Compárese la visión china con el sentimiento antisindical reflejo que se encuentra en los Estados Unidos. En lugar de reconocer las evidentes ventajas de una clase media próspera —y reconocer el papel del sindicalismo organizado en el sostenimiento de esa clase media— hay un movimiento miserable, de espíritu mezquino, en este país, encabezado por el Partido Republicano y la Norteamérica empresarial y dirigido a atacar a los sindicatos. 

En lugar de regocijarse por el hecho de que bomberos, policías y demás empleados públicos todavía ganen lo bastante como para aportar su contribución a la economía, hay quien pide a gritos que se les recorten salarios y prestaciones, con vistas a destruir los sindicatos de empleados públicos igual que destruyeron a los UAW [United Auto Worker, del sector automovilístico] y los Steelworkers [siderurgia]. 

Está claro que nuestra adhesión a las soluciones a corto plazo y nuestro culto casi patológico del mercado de valores —unido a una mentalidad cuasi libertaria de sálvese quien pueda— nos han hecho mucho daño. Cuando agredes a la clase media, te arriesgas a destruir la única base electoral capaz de mantener la viabilidad a largo plazo de una economía robusta.  

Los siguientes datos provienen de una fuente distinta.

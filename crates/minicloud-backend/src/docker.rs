//! Docker implementation of [`ExecutionBackend`] via bollard.

use std::collections::HashMap;
use std::time::Duration;

use async_trait::async_trait;
use bollard::Docker;
use bollard::container::{
    Config, CreateContainerOptions, ListContainersOptions, RemoveContainerOptions,
    StartContainerOptions, StatsOptions, StopContainerOptions, UploadToContainerOptions,
};
use bollard::exec::{CreateExecOptions, StartExecOptions};
use bollard::image::CreateImageOptions;
use bollard::models::{HostConfig, PortBinding};
use bytes::Bytes;
use futures_util::{StreamExt, TryStreamExt};
use tracing::{debug, info, warn};

use crate::error::{BackendError, BackendResult};
use crate::{ExecutionBackend, MANAGED_LABEL, NodeSpec, NodeStats};

/// Talks to the local Docker daemon.
#[derive(Clone)]
pub struct DockerBackend {
    docker: Docker,
}

impl DockerBackend {
    /// Connect using the platform defaults (unix socket or named pipe, or
    /// `DOCKER_HOST` when set).
    pub fn connect() -> BackendResult<Self> {
        let docker = Docker::connect_with_local_defaults()?;
        Ok(Self { docker })
    }

    pub fn from_client(docker: Docker) -> Self {
        Self { docker }
    }
}

#[async_trait]
impl ExecutionBackend for DockerBackend {
    async fn create_node(&self, spec: &NodeSpec) -> BackendResult<String> {
        let mut host_config = HostConfig {
            nano_cpus: Some((spec.cpus * 1e9) as i64),
            ..Default::default()
        };
        if spec.mem_bytes > 0 {
            host_config.memory = Some(spec.mem_bytes as i64);
        }

        let mut exposed_ports = None;
        if let Some((container_port, host_port)) = spec.publish_port {
            let key = format!("{container_port}/tcp");
            let mut bindings = HashMap::new();
            bindings.insert(
                key.clone(),
                Some(vec![PortBinding {
                    host_ip: None,
                    host_port: Some(host_port.to_string()),
                }]),
            );
            host_config.port_bindings = Some(bindings);

            let mut exposed = HashMap::new();
            exposed.insert(key, HashMap::new());
            exposed_ports = Some(exposed);
        }

        let config = Config {
            image: Some(spec.image.clone()),
            cmd: (!spec.command.is_empty()).then(|| spec.command.clone()),
            labels: Some(spec.labels.clone()),
            exposed_ports,
            host_config: Some(host_config),
            ..Default::default()
        };
        let options = CreateContainerOptions {
            name: spec.name.clone(),
            platform: None,
        };

        let created = self.docker.create_container(Some(options), config).await?;
        for warning in &created.warnings {
            warn!(container = %spec.name, %warning, "docker create warning");
        }
        debug!(container = %spec.name, id = %created.id, "container created");
        Ok(created.id)
    }

    async fn start_node(&self, id: &str) -> BackendResult<()> {
        self.docker
            .start_container(id, None::<StartContainerOptions<String>>)
            .await?;
        debug!(%id, "container started");
        Ok(())
    }

    async fn stop_node(&self, id: &str, timeout: Duration) -> BackendResult<()> {
        let options = StopContainerOptions {
            t: timeout.as_secs() as i64,
        };
        self.docker.stop_container(id, Some(options)).await?;
        debug!(%id, "container stopped");
        Ok(())
    }

    async fn remove_node(&self, id: &str, force: bool) -> BackendResult<()> {
        let options = RemoveContainerOptions {
            force,
            ..Default::default()
        };
        self.docker.remove_container(id, Some(options)).await?;
        debug!(%id, "container removed");
        Ok(())
    }

    async fn exec_detached(&self, id: &str, command: &[String]) -> BackendResult<()> {
        let exec = self
            .docker
            .create_exec(
                id,
                CreateExecOptions {
                    cmd: Some(command.to_vec()),
                    attach_stdout: Some(false),
                    attach_stderr: Some(false),
                    ..Default::default()
                },
            )
            .await?;
        self.docker
            .start_exec(
                &exec.id,
                Some(StartExecOptions {
                    detach: true,
                    ..Default::default()
                }),
            )
            .await?;
        debug!(%id, exec_id = %exec.id, "detached exec started");
        Ok(())
    }

    async fn push_bundle(&self, id: &str, archive: Bytes) -> BackendResult<()> {
        let options = UploadToContainerOptions {
            path: "/".to_string(),
            ..Default::default()
        };
        self.docker
            .upload_to_container(id, Some(options), archive)
            .await?;
        Ok(())
    }

    async fn stats(&self, id: &str) -> BackendResult<NodeStats> {
        let options = StatsOptions {
            stream: false,
            one_shot: false,
        };
        let sample = Box::pin(self.docker.stats(id, Some(options)))
            .next()
            .await
            .ok_or_else(|| BackendError::NoStats(id.to_string()))??;

        let (network_in, network_out) = sample
            .networks
            .as_ref()
            .map(|nets| {
                nets.values()
                    .fold((0, 0), |(rx, tx), n| (rx + n.rx_bytes, tx + n.tx_bytes))
            })
            .unwrap_or((0, 0));

        Ok(NodeStats {
            cpu_usage: sample.cpu_stats.cpu_usage.total_usage,
            pre_cpu_usage: sample.precpu_stats.cpu_usage.total_usage,
            system_cpu_usage: sample.cpu_stats.system_cpu_usage.unwrap_or(0),
            pre_system_cpu_usage: sample.precpu_stats.system_cpu_usage.unwrap_or(0),
            online_cpus: sample.cpu_stats.online_cpus.unwrap_or(1),
            mem_usage: sample.memory_stats.usage.unwrap_or(0),
            network_in,
            network_out,
        })
    }

    async fn purge_managed(&self) -> BackendResult<usize> {
        let mut filters = HashMap::new();
        filters.insert("label".to_string(), vec![MANAGED_LABEL.to_string()]);
        let containers = self
            .docker
            .list_containers(Some(ListContainersOptions {
                all: true,
                filters,
                ..Default::default()
            }))
            .await?;

        let mut removed = 0;
        for id in containers.into_iter().filter_map(|c| c.id) {
            self.remove_node(&id, true).await?;
            removed += 1;
        }
        if removed > 0 {
            info!(removed, "purged containers left by a previous run");
        }
        Ok(removed)
    }

    async fn pull_image(&self, image: &str) -> BackendResult<()> {
        let options = CreateImageOptions {
            from_image: image.to_string(),
            ..Default::default()
        };
        self.docker
            .create_image(Some(options), None, None)
            .try_collect::<Vec<_>>()
            .await?;
        info!(%image, "image pulled");
        Ok(())
    }
}
//! minicloudd — the minicloud daemon.
//!
//! Single binary that assembles the cluster manager:
//! - Cluster registry
//! - Docker execution backend
//! - Elasticity controller loop
//! - REST API
//!
//! # Usage
//!
//! ```text
//! minicloudd init --output minicloud.toml
//! minicloudd serve --config minicloud.toml --port 5000
//! ```

use std::net::SocketAddr;
use std::path::PathBuf;
use std::sync::Arc;
use std::time::Duration;

use anyhow::Context;
use clap::{Parser, Subcommand};
use tokio::sync::watch;
use tracing::{info, warn};

use minicloud_autoscale::ElasticityController;
use minicloud_backend::DockerBackend;
use minicloud_core::MinicloudConfig;
use minicloud_scheduler::ClusterManager;

/// Log filter used when `RUST_LOG` is unset.
const DEFAULT_LOG_FILTER: &str = "info,minicloudd=debug,minicloud_api=debug,\
minicloud_autoscale=debug,minicloud_scheduler=debug,minicloud_backend=debug,\
minicloud_state=debug";

#[derive(Parser)]
#[command(name = "minicloudd", about = "minicloud cluster manager daemon")]
struct Cli {
    #[command(subcommand)]
    command: Command,
}

#[derive(Subcommand)]
enum Command {
    /// Serve the cluster API and run the elasticity loop.
    Serve {
        /// Path to the TOML configuration file.
        #[arg(long, default_value = "minicloud.toml")]
        config: PathBuf,

        /// Port to listen on.
        #[arg(long, default_value = "5000")]
        port: u16,
    },
    /// Write a starter configuration file.
    Init {
        /// Where to write the configuration.
        #[arg(long, default_value = "minicloud.toml")]
        output: PathBuf,

        /// Upstream manager base URL.
        #[arg(long, default_value = "http://127.0.0.1:3000")]
        manager: String,

        /// Base URL containers use to reach this daemon.
        #[arg(long, default_value = "http://host.docker.internal:5000")]
        callback: String,
    },
}

#[tokio::main]
async fn main() -> anyhow::Result<()> {
    tracing_subscriber::fmt()
        .with_env_filter(
            tracing_subscriber::EnvFilter::try_from_default_env()
                .unwrap_or_else(|_| DEFAULT_LOG_FILTER.into()),
        )
        .init();

    let cli = Cli::parse();

    match cli.command {
        Command::Serve { config, port } => run_serve(config, port).await,
        Command::Init {
            output,
            manager,
            callback,
        } => write_scaffold(output, &manager, &callback),
    }
}

fn write_scaffold(output: PathBuf, manager: &str, callback: &str) -> anyhow::Result<()> {
    if output.exists() {
        anyhow::bail!("{} already exists", output.display());
    }
    let config = MinicloudConfig::scaffold(manager, callback);
    std::fs::write(&output, config.to_toml_string()?)
        .with_context(|| format!("writing {}", output.display()))?;
    info!(path = ?output, "configuration written");
    Ok(())
}

async fn run_serve(config_path: PathBuf, port: u16) -> anyhow::Result<()> {
    info!("minicloud daemon starting");

    let config = MinicloudConfig::from_file(&config_path)
        .with_context(|| format!("loading {}", config_path.display()))?;
    info!(path = ?config_path, tier = %config.cluster.tier, "configuration loaded");

    // ── Initialize subsystems ──────────────────────────────────

    let backend = Arc::new(DockerBackend::connect().context("connecting to docker")?);
    info!("docker backend connected");

    let manager = Arc::new(ClusterManager::from_config(&config, backend)?);
    let controller = Arc::new(ElasticityController::new(manager.clone()));
    info!(
        interval_ms = config.elasticity.interval_ms,
        "elasticity controller ready"
    );

    // ── Shutdown signal ────────────────────────────────────────

    let (shutdown_tx, shutdown_rx) = watch::channel(false);

    // ── Start background tasks ─────────────────────────────────

    let loop_controller = controller.clone();
    let interval = Duration::from_millis(config.elasticity.interval_ms);
    let elasticity_handle = tokio::spawn(async move {
        loop_controller.run(interval, shutdown_rx).await;
    });

    // ── Start API server ───────────────────────────────────────

    let router = minicloud_api::build_router(manager, controller);
    let addr = SocketAddr::from(([0, 0, 0, 0], port));

    info!(%addr, "API server starting");

    let listener = tokio::net::TcpListener::bind(addr).await?;

    // Graceful shutdown on Ctrl-C.
    let server = axum::serve(listener, router).with_graceful_shutdown(async move {
        if let Err(e) = tokio::signal::ctrl_c().await {
            warn!(error = %e, "failed to listen for ctrl-c");
        }
        info!("shutdown signal received");
        let _ = shutdown_tx.send(true);
    });

    server.await?;

    let _ = elasticity_handle.await;

    info!("minicloud daemon stopped");
    Ok(())
}
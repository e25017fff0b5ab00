pub mod config;

pub use config::{MinicloudConfig, TierLimits};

El declive de la afiliación sindical coincide con el declive de la economía y ambos guardan conexión. Sin la red de seguridad de los salarios sindicales, cada vez hay menos gente que puede permitirse productos y servicios nacionales. Los chinos se han dado cuenta de ello. De hecho, lo más probable es que observaran el ejemplo de los Estados Unidos mientras hacían los cálculos.

David Macaray, escritor y autor teatral radicado en Los Ángeles, fue presidente y negociador jefe del Sindicato de  Trabajadores del Papel entre 1989 y 2000. Su último libro publicado es It´s Never Been Easy: Essays on Modern Labor [Nunca fue fácil: Ensayos sobre sindicalismo moderno].